WHAT YOU ARE ASKED TO DO:
Print the listing below from its opening line through the line holding "decoded response out", both ends included.

INPUT DATA:
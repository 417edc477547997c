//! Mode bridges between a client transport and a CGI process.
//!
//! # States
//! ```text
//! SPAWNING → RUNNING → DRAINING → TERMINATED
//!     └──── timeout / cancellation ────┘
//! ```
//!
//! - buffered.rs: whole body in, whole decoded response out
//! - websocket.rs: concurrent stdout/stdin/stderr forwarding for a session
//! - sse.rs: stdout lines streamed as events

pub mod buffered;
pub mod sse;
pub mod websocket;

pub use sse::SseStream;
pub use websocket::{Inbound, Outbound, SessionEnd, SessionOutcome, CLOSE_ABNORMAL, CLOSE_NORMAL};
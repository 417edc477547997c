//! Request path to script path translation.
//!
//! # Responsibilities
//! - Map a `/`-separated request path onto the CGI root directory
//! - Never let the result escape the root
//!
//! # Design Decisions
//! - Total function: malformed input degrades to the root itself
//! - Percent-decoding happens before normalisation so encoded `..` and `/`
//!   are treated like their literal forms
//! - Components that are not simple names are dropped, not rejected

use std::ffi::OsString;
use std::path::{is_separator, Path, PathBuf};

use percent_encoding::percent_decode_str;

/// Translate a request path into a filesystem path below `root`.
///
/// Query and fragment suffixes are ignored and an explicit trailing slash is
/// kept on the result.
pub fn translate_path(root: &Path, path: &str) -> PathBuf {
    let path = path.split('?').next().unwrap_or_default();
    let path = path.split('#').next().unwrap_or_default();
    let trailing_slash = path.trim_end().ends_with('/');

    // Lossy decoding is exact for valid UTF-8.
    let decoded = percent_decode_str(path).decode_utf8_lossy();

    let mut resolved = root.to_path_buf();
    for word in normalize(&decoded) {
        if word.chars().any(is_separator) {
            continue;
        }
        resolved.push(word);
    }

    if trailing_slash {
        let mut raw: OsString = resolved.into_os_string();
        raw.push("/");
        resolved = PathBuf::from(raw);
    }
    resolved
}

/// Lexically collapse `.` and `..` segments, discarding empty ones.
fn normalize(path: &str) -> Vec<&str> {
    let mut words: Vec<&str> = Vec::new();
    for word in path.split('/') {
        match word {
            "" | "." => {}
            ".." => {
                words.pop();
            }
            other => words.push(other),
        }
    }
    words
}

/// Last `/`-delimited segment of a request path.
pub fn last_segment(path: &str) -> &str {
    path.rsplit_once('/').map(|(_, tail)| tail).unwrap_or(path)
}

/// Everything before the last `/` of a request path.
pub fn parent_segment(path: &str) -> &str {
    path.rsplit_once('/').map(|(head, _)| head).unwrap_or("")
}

REPLY TO THE TASK:
repository 417edc477547997c
//! Mode bridges between a client transport and a CGI process.
//!
//! # States
//! ```text
//! SPAWNING → RUNNING → DRAINING → TERMINATED
//!     └──── timeout / cancellation ────┘
//! ```
//!
//! - buffered.rs: whole body in, whole decoded response out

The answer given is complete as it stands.